→ **Stored data**
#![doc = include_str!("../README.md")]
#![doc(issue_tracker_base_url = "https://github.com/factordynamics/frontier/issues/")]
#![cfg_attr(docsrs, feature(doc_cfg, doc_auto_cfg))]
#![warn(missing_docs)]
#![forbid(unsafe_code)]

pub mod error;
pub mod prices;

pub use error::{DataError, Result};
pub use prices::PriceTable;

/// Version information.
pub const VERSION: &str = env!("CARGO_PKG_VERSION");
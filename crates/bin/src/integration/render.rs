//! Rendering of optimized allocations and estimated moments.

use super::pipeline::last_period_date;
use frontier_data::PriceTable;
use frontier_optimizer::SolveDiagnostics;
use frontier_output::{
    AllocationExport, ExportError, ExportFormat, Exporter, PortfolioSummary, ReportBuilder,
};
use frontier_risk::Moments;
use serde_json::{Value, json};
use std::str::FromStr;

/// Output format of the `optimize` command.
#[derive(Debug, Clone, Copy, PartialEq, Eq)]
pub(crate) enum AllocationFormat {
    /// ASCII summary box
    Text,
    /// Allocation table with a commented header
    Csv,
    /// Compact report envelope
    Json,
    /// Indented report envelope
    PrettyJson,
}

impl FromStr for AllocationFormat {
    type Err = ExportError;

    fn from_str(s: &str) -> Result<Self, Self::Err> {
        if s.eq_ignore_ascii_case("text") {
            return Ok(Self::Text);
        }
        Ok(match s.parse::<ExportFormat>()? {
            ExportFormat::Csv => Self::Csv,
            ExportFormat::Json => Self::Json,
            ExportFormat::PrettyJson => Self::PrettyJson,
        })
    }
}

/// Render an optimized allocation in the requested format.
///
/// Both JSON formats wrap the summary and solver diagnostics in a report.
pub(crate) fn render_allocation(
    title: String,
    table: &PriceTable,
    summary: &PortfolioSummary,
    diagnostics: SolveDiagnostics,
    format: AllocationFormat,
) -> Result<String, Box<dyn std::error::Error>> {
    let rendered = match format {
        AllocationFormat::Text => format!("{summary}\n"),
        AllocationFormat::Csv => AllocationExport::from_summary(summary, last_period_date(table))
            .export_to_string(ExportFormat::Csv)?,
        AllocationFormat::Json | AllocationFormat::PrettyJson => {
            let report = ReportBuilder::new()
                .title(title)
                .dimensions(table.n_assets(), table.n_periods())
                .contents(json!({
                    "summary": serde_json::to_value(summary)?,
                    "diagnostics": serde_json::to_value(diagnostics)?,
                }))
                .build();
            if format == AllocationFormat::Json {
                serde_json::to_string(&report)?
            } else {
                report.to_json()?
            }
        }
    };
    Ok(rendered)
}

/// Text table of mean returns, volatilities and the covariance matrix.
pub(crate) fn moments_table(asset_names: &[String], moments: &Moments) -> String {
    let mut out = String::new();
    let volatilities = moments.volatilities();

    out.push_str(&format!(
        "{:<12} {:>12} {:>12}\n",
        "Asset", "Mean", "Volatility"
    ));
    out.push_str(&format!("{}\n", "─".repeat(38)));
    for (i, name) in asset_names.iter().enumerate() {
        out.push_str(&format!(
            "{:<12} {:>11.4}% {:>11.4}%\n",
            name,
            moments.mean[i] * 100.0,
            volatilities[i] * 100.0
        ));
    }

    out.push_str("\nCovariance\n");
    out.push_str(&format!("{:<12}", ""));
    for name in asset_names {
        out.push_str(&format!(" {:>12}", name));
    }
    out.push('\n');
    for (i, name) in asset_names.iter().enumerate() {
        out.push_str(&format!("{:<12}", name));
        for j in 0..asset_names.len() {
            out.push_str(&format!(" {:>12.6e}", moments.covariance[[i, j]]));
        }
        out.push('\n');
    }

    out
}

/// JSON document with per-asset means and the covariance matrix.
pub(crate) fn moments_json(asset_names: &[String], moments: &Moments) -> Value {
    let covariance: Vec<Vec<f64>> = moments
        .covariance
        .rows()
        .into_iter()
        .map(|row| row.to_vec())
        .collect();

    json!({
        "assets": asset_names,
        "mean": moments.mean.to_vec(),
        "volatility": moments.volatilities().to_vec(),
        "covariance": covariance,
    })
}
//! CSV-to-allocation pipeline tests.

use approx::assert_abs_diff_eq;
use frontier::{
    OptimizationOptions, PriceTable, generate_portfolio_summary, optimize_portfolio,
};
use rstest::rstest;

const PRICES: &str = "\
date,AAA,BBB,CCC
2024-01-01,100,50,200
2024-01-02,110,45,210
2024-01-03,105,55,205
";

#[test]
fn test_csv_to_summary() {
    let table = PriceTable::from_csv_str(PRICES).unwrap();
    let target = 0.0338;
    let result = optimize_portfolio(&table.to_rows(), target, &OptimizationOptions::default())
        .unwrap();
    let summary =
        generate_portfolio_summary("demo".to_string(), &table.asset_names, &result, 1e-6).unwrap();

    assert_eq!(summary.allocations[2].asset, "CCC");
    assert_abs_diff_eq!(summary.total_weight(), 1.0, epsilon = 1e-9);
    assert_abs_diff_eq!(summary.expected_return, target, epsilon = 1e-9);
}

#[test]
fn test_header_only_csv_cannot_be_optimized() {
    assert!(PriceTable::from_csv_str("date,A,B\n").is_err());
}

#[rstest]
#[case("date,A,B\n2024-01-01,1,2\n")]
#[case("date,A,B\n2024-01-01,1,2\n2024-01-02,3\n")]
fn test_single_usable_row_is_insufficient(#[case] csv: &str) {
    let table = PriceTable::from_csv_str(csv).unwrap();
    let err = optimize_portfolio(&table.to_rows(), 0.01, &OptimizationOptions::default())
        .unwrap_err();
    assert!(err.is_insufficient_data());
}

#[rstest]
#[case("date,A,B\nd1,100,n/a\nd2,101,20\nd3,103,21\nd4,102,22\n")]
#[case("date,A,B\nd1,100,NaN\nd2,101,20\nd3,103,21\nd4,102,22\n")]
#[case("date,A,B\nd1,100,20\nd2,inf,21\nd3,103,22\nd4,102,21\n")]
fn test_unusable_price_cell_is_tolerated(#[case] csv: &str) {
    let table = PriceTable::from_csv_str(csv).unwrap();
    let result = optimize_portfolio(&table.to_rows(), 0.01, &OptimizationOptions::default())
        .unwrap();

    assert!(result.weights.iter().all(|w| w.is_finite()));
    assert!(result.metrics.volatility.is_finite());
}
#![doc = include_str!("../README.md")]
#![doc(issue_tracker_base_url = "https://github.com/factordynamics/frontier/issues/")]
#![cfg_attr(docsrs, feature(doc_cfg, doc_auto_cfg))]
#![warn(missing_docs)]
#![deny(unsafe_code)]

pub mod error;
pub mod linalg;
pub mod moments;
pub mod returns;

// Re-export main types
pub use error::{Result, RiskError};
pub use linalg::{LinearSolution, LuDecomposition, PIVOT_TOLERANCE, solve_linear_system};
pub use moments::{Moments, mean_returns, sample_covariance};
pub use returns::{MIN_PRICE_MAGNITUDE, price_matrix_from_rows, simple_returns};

→ **Task details**
Pull every line containing the word "target" out of the entries above.

→ **Response to this exercise**
    let target = 0.0338;
    let result = optimize_portfolio(&table.to_rows(), target, &OptimizationOptions::default())
    assert_abs_diff_eq!(summary.expected_return, target, epsilon = 1e-9);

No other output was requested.